NOTE: This is an introductory chapter explaining my working title for my forthcoming book based on this blog. After WAY too much agonizing, I finally decided that my blog is about much more than eating. It's also about more than organic living. It's about living intentionally. So, that's the title (for now) - Live Intentionally. I'd love to hear your thoughts on this chapter. The manuscript goes to beta readers this Friday! 


What Does an Intentional Life Look Like?

An Intentional Life is a life that is authentic. It’s real. It can be trusted.  It means not just healthier eating, but knowing your food – where it came from, how it was prepared, and what it can do for you. It’s also enjoying that food and taking pride in the care you’ve taken in selecting or creating it.
It’s feeling good about how you spend your time and how your children spend their time. It’s taking care of your body and teaching your children to do the same. It’s exploring your own creativity and ability and not being a stand-by passenger in this life. 

An Intentional Life does not demand that you eat only organic food, but it does demand that you know your food. There’s a danger in defining organic as the food that has received the government’s little green label. In fact, I might venture that most of the certified organic food you find in the grocery store isn’t nearly as organic as the food you’ll find at your farmer’s market or roadside stand.  The people defining the word organic are the people with the most to gain from that definition (and that wouldn’t be you and me). The food manufacturers have loads of money to spend on lobbyists and plenty of political power to ensure that the definition is watered down enough to make mass production of organic food possible and profitable.
An Intentional Life will lead you to get to know your neighbors, the farmers who grow your food, and other parents who wrestle with the same desire to change their lives. It may motivate you to learn more about nutrition, our food system, government, and your community. You may find yourself reading labels and directions and cruising the internet for information and recipes.

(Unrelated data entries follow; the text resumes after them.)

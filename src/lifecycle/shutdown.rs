//! Shutdown coordination for background tasks.

use tokio::sync::watch;

/// Coordinator for graceful shutdown.
///
/// Long-running tasks (the rate-limit sweeper, the metrics loop in the CLI)
/// hold a [`ShutdownSignal`] and exit once it fires.
#[derive(Debug)]
pub struct Shutdown {
    tx: watch::Sender<bool>,
}

impl Shutdown {
    /// Create a new shutdown coordinator.
    pub fn new() -> Self {
        let (tx, _) = watch::channel(false);
        Self { tx }
    }

    /// Subscribe to the shutdown signal.
    pub fn subscribe(&self) -> ShutdownSignal {
        ShutdownSignal {
            rx: self.tx.subscribe(),
        }
    }

    /// Trigger the shutdown signal.
    pub fn trigger(&self) {
        self.tx.send_replace(true);
    }

    pub fn is_triggered(&self) -> bool {
        *self.tx.borrow()
    }

    /// Get the number of active subscribers (tasks still running).
    pub fn receiver_count(&self) -> usize {
        self.tx.receiver_count()
    }
}

impl Default for Shutdown {
    fn default() -> Self {
        Self::new()
    }
}

/// Receiving half of [`Shutdown`]. Subscribers created after the trigger
/// still observe it.
#[derive(Debug, Clone)]
pub struct ShutdownSignal {
    rx: watch::Receiver<bool>,
}

impl ShutdownSignal {
    /// Wait until shutdown is triggered or the coordinator is dropped.
    pub async fn recv(&mut self) {
        // wait_for errors only when the sender is gone, which also means stop.
        let _ = self.rx.wait_for(|triggered| *triggered).await;
    }

    pub fn is_triggered(&self) -> bool {
        *self.rx.borrow()
    }
}

#[cfg(test)]
mod tests {
    use super::*;
    use std::time::Duration;

    #[tokio::test]
    async fn test_trigger_reaches_all_subscribers() {
        let shutdown = Shutdown::new();
        let mut a = shutdown.subscribe();
        let mut b = shutdown.subscribe();
        assert_eq!(shutdown.receiver_count(), 2);

        shutdown.trigger();
        tokio::time::timeout(Duration::from_secs(1), a.recv()).await.unwrap();
        tokio::time::timeout(Duration::from_secs(1), b.recv()).await.unwrap();
        assert!(shutdown.is_triggered());

        let late = shutdown.subscribe();
        assert!(late.is_triggered());
    }

    #[tokio::test]
    async fn test_dropped_coordinator_releases_waiters() {
        let shutdown = Shutdown::new();
        let mut signal = shutdown.subscribe();
        drop(shutdown);
        tokio::time::timeout(Duration::from_secs(1), signal.recv()).await.unwrap();
    }
}
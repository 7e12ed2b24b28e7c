//! Rate limiting subsystem.
//!
//! # Data Flow
//! ```text
//! Caller, before submitting work:
//!     → rules.rs (whitelist? custom limit by pattern? prefix the key)
//!     → limiter.rs
//!         sliding window: window.rs (roll expired window, count, decide)
//!         token bucket:   bucket.rs (refill by elapsed time, take a token)
//!     → allowed: proceed / denied: retry_after tells how long to wait
//!
//! Background:
//!     sweeper task → evict entries idle for more than twice their window
//! ```
//!
//! # Design Decisions
//! - A gate, not a wrapper: callers call `acquire` before the operation
//! - Entries are created lazily on first use of a key
//! - Check-and-count is atomic per key (map shard guard held, never across
//!   an await)
//! - State is process-local and best-effort

pub mod bucket;
pub mod limiter;
pub mod rules;
pub mod window;

pub use bucket::TokenBucketDecision;
pub use limiter::RateLimiter;
pub use window::{RateLimitDecision, WindowStatus};
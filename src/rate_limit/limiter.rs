//! Rate limiter state and operations.

use std::sync::{Arc, Weak};
use std::time::Duration;

use dashmap::DashMap;
use tokio::task::JoinHandle;
use tokio::time::{self, Instant};

use crate::config::loader::ConfigError;
use crate::config::schema::{RateLimitConfig, TokenBucketConfig};
use crate::lifecycle::shutdown::ShutdownSignal;
use crate::observability::metrics;
use crate::rate_limit::bucket::{TokenBucket, TokenBucketDecision};
use crate::rate_limit::rules::{KeyRules, Resolution};
use crate::rate_limit::window::{RateLimitDecision, WindowEntry, WindowStatus};
use crate::resilience::error::ResilienceError;

/// Per-key rate limiter with sliding-window and token-bucket strategies.
///
/// Every read-modify-write on an entry happens while holding its map shard
/// guard, and no guard is held across an await.
#[derive(Debug)]
pub struct RateLimiter {
    rules: KeyRules,
    bucket_defaults: TokenBucketConfig,
    windows: DashMap<String, WindowEntry>,
    buckets: DashMap<String, TokenBucket>,
}
//! Lifecycle management subsystem.
//!
//! # Data Flow
//! ```text
//! Shutdown (shutdown.rs):
//!     trigger() → every ShutdownSignal resolves → background loops exit
//!
//! Signals (signals.rs):
//!     SIGTERM/SIGINT → trigger shutdown
//! ```
//!
//! # Design Decisions
//! - Background tasks (rate-limit sweeper, CLI probe loop) never outlive
//!   the coordinator: dropping it counts as a trigger
//! - Late subscribers still observe an earlier trigger

pub mod shutdown;
pub mod signals;

pub use shutdown::{Shutdown, ShutdownSignal};
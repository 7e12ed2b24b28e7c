//! Multi-endpoint fallback.
//!
//! # Data Flow
//! ```text
//! execute(factory)
//!     → for each endpoint, in priority order:
//!         breaker open?            → record CircuitOpen, skip
//!         retries.rs(factory(ep))  → success: record_success, return
//!                                  → exhausted or terminal: record_failure,
//!                                    next endpoint
//!     → AllEndpointsFailed (every per-endpoint error, in order)
//! ```
//!
//! # Design Decisions
//! - Each endpoint owns its breaker; removing the endpoint drops it
//! - The breaker sees one outcome per endpoint visit, not per attempt
//! - A terminal (non-retryable) failure counts against that endpoint like
//!   exhausted retries: a node answering 401 must not block its fallbacks
//! - The endpoint list is snapshotted at the start of each call so runtime
//!   add/remove never races an in-flight iteration

use std::fmt::Display;
use std::future::Future;
use std::sync::{Arc, PoisonError, RwLock};

use serde::Serialize;
use url::Url;

use crate::config::loader::ConfigError;
use crate::config::schema::{CircuitBreakerConfig, FallbackConfig};
use crate::observability::metrics;
use crate::resilience::circuit_breaker::{CircuitBreaker, CircuitSnapshot};
use crate::resilience::error::{EndpointFailure, OperationError, ResilienceError};
use crate::resilience::policy::RetryPolicy;
use crate::resilience::retries::RetryExecutor;

#[derive(Debug, Clone)]
struct Slot<E> {
    endpoint: E,
    breaker: Option<Arc<CircuitBreaker>>,
}

/// Health view of one endpoint.
#[derive(Debug, Clone, Serialize)]
pub struct EndpointHealth {
    pub endpoint: String,
    pub circuit: Option<CircuitSnapshot>,
}

/// Tries an ordered list of endpoints, each behind its own breaker.
pub struct FallbackEndpointManager<E> {
    slots: RwLock<Vec<Slot<E>>>,
    executor: RetryExecutor,
    breaker_config: Option<CircuitBreakerConfig>,
}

An Intentional Life is unplugged. It’s not dependent on screens or the latest gadget. I’m not suggesting you become Amish, I’m simply saying that living intentionally requires that you weight the cost/benefits of adding that new game system or the latest fashions. It will mean considering how much stuff you have and how much you need. It will mean sharing more and wanting less.
Intentional lives are not dictated by convenience. Sometimes living intentionally requires a bigger effort and a little more time. Sometimes it doesn’t. It’s a life not governed by the bottom-line or time-saved, but that’s not to say it doesn’t value both of those goals.

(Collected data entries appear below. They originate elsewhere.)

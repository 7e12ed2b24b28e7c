//! Fixed-length window counter.

use std::time::Duration;

use serde::Serialize;
use tokio::time::Instant;

/// Outcome of a sliding-window check.
#[derive(Debug, Clone, Copy, PartialEq, Eq)]
pub struct RateLimitDecision {
    pub allowed: bool,
    pub limit: u32,
    /// Requests left in the current window.
    pub remaining: u32,
    /// When the current window ends.
    pub reset_at: Instant,
    /// Set when denied: time until the window resets.
    pub retry_after: Option<Duration>,
}

impl RateLimitDecision {
    /// Decision for a key that is never limited.
    pub(crate) fn unlimited(limit: u32, now: Instant) -> Self {
        Self {
            allowed: true,
            limit,
            remaining: limit,
            reset_at: now,
            retry_after: None,
        }
    }
}

/// Serializable view of a key's window.
#[derive(Debug, Clone, PartialEq, Eq, Serialize)]
pub struct WindowStatus {
    pub key: String,
    pub count: u32,
    pub limit: u32,
    pub remaining: u32,
    pub reset_in_ms: u64,
}

#[derive(Debug, Clone)]
pub(crate) struct WindowEntry {
    pub(crate) count: u32,
    window_start: Instant,
    pub(crate) limit: u32,
    window: Duration,
    last_seen: Instant,
}

impl WindowEntry {
    pub(crate) fn new(limit: u32, window: Duration, now: Instant) -> Self {
        Self {
            count: 0,
            window_start: now,
            limit,
            window,
            last_seen: now,
        }
    }

    /// Start a fresh window if the current one has elapsed.
    pub(crate) fn roll(&mut self, now: Instant) {
        if now.saturating_duration_since(self.window_start) >= self.window {
            self.count = 0;
            self.window_start = now;
        }
    }

    pub(crate) fn touch(&mut self, now: Instant) {
        self.last_seen = now;
    }

    pub(crate) fn has_room(&self) -> bool {
        self.count < self.limit
    }

    pub(crate) fn reset_at(&self) -> Instant {
        self.window_start + self.window
    }

    pub(crate) fn decision(&self, allowed: bool, now: Instant) -> RateLimitDecision {
        let reset_at = self.reset_at();
        RateLimitDecision {
            allowed,
            limit: self.limit,
            remaining: self.limit.saturating_sub(self.count),
            reset_at,
            retry_after: (!allowed).then(|| reset_at.saturating_duration_since(now)),
        }
    }

    /// Untouched for more than twice the window.
    pub(crate) fn is_stale(&self, now: Instant) -> bool {
        now.saturating_duration_since(self.last_seen) > self.window * 2
    }
}
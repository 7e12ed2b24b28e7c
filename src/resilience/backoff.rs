//! Exponential backoff with jitter.

use std::time::Duration;

use rand::Rng;

use crate::resilience::policy::RetryPolicy;

/// Calculate the delay before retry number `attempt` (1-indexed), using the
/// thread-local RNG for jitter.
pub fn calculate_backoff(attempt: u32, policy: &RetryPolicy) -> Duration {
    calculate_backoff_with(attempt, policy, &mut rand::thread_rng())
}

/// Same as [`calculate_backoff`] with an explicit random source.
pub fn calculate_backoff_with<R>(attempt: u32, policy: &RetryPolicy, rng: &mut R) -> Duration
where
    R: Rng + ?Sized,
{
    let bounded = bounded_delay(attempt, policy);
    if !policy.jitter || bounded.is_zero() {
        return bounded;
    }

    // Uniform over [0.75, 1.25] of the bounded delay.
    let base = bounded.as_nanos() as f64;
    let factor: f64 = rng.gen_range(0.75..=1.25);
    Duration::from_nanos((base * factor).round().max(0.0) as u64)
}

/// Unjittered delay: `initial * multiplier^(attempt - 1)`, capped at `max_delay`.
pub fn bounded_delay(attempt: u32, policy: &RetryPolicy) -> Duration {
    let exponent = attempt.saturating_sub(1).min(i32::MAX as u32) as i32;
    let multiplier = policy.backoff_multiplier.max(1.0);
    let raw = policy.initial_delay.as_nanos() as f64 * multiplier.powi(exponent);
    let max_ns = policy.max_delay.as_nanos() as f64;

    // powi overflows to inf for large attempts; min() folds that into the cap.
    // The cast saturates for caps beyond u64 nanoseconds.
    Duration::from_nanos(raw.min(max_ns) as u64)
}

/// The unjittered delays between each of the policy's attempts.
pub fn schedule(policy: &RetryPolicy) -> Vec<Duration> {
    (1..policy.max_attempts)
        .map(|attempt| bounded_delay(attempt, policy))
        .collect()
}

Living Intentionally will lead you to buy locally, make your own food, and parent your children in ways that may not, at first, be easy. An Intentional Life can sometimes make you feel out of step with the masses. As I watch the lines at the fast food drive-through and the overflowing carts at Wal-Mart, it becomes obvious that most of us are sheep. We follow everyone else, trusting that if they’re eating it and the store is selling it and the government is allowing it, than it must be good for you. Many times, it’s not.

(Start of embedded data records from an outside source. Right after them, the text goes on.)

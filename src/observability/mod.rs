//! Observability subsystem.
//!
//! # Data Flow
//! ```text
//! retries / circuit breaker / fallback / rate limiter / batch produce:
//!     → tracing events (structured fields: attempt, delay_ms, endpoint, key)
//!     → metrics.rs (counters, gauges)
//!
//! Consumers:
//!     → logging.rs subscriber (stdout)
//!     → Metrics endpoint (Prometheus scrape), when enabled
//! ```
//!
//! # Design Decisions
//! - The library emits; only the binary installs a subscriber or recorder
//! - Metrics are cheap (atomic increments) and no-ops without a recorder

pub mod logging;
pub mod metrics;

Sure, it won’t kill you, at least not today. All you have to do is look at our ever-expanding population to know that we can survive on artificially colored, chemically-created, pesticide and preservative laden food. We can spend 14 hours on the internet each day and our evenings parked on the couch. We can give our kids every new gadget and allow them unfettered screen time. Most people do. And they live just fine. Until they don’t, but hopefully they’ll have seriously good health insurance and some major savings to support them when their bodies finally max out on the toxins and stress and it’s time to pay the piper. They may never wonder who their children could have become had their minds not been numbed by toxic food, too much technology, and the resulting lethargy.
Living Intentionally is about common sense. Think about what you are eating. Think about what you are doing. Think about how you are affecting the planet, your neighbors, your community. Think about how you are parenting. Be intentional.

An Intentional Life is a life you feel good about – down to your core. It’s knowing you are doing the best you can for your health, your family, and your world. It requires no excuses.